=== Section Start ===
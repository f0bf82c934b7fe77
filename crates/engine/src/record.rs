// SPDX-License-Identifier: BUSL-1.1
// Copyright (c) 2026 Alfred Jean LLC

//! The job record: one message's traversal of the pipeline.

use reef_core::{AuditSummary, JobMessage, Report, ResultMap};
use std::path::PathBuf;
use std::sync::atomic::{AtomicUsize, Ordering};
use std::sync::Arc;
use tokio_util::sync::CancellationToken;

/// Counts records currently alive anywhere in the pipeline.
#[derive(Debug, Clone, Default)]
pub struct InFlight(Arc<AtomicUsize>);

impl InFlight {
    pub fn new() -> Self {
        Self::default()
    }

    pub fn count(&self) -> usize {
        self.0.load(Ordering::SeqCst)
    }

    fn guard(&self) -> InFlightGuard {
        self.0.fetch_add(1, Ordering::SeqCst);
        InFlightGuard(Arc::clone(&self.0))
    }
}

#[derive(Debug)]
struct InFlightGuard(Arc<AtomicUsize>);

impl Drop for InFlightGuard {
    fn drop(&mut self) {
        self.0.fetch_sub(1, Ordering::SeqCst);
    }
}

/// Purges the extraction directory when the record is released,
/// whether the job completed, failed, or was cancelled.
#[derive(Debug, Default)]
struct CleanupGuard {
    path: Option<PathBuf>,
}

impl Drop for CleanupGuard {
    fn drop(&mut self) {
        let Some(path) = self.path.take() else {
            return;
        };
        if let Err(error) = std::fs::remove_dir_all(&path) {
            if error.kind() != std::io::ErrorKind::NotFound {
                tracing::warn!(path = %path.display(), %error, "failed to purge extraction dir");
            }
        }
    }
}

/// Parsed compatibility report handed from the analyse stage to the
/// mapper. Scratch state on the record, not part of the result map.
#[derive(Debug)]
pub struct PendingCompat {
    pub standard: String,
    pub raw_storage_key: String,
    pub parsed_storage_key: String,
    pub summary: AuditSummary,
    pub report: Report,
}

/// A job record flows through every stage exactly once. It owns the
/// original message, the append-only result map, and the cancellation
/// token covering all of the job's I/O.
#[derive(Debug)]
pub struct JobRecord {
    pub message: JobMessage,
    pub results: ResultMap,
    /// Extraction root, set by ingest and valid for the rest of the job.
    pub files_path: Option<PathBuf>,
    pub cancel: CancellationToken,
    pub pending_compat: Vec<PendingCompat>,
    cleanup: CleanupGuard,
    _in_flight: InFlightGuard,
}

impl JobRecord {
    pub fn new(message: JobMessage, cancel: CancellationToken, in_flight: &InFlight) -> Self {
        Self {
            message,
            results: ResultMap::new(),
            files_path: None,
            cancel,
            pending_compat: Vec::new(),
            cleanup: CleanupGuard::default(),
            _in_flight: in_flight.guard(),
        }
    }

    /// Register the extraction directory for purge on release.
    pub fn arm_cleanup(&mut self, path: PathBuf) {
        self.cleanup.path = Some(path);
    }
}

#[cfg(test)]
#[path = "record_tests.rs"]
mod tests;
=== Section End ===
Instructions to follow »
Look through the entries and find each line that has the string "SeqCst". Copy those lines.

Reply to the exercise »
        self.0.load(Ordering::SeqCst)
        self.0.fetch_add(1, Ordering::SeqCst);
        self.0.fetch_sub(1, Ordering::SeqCst);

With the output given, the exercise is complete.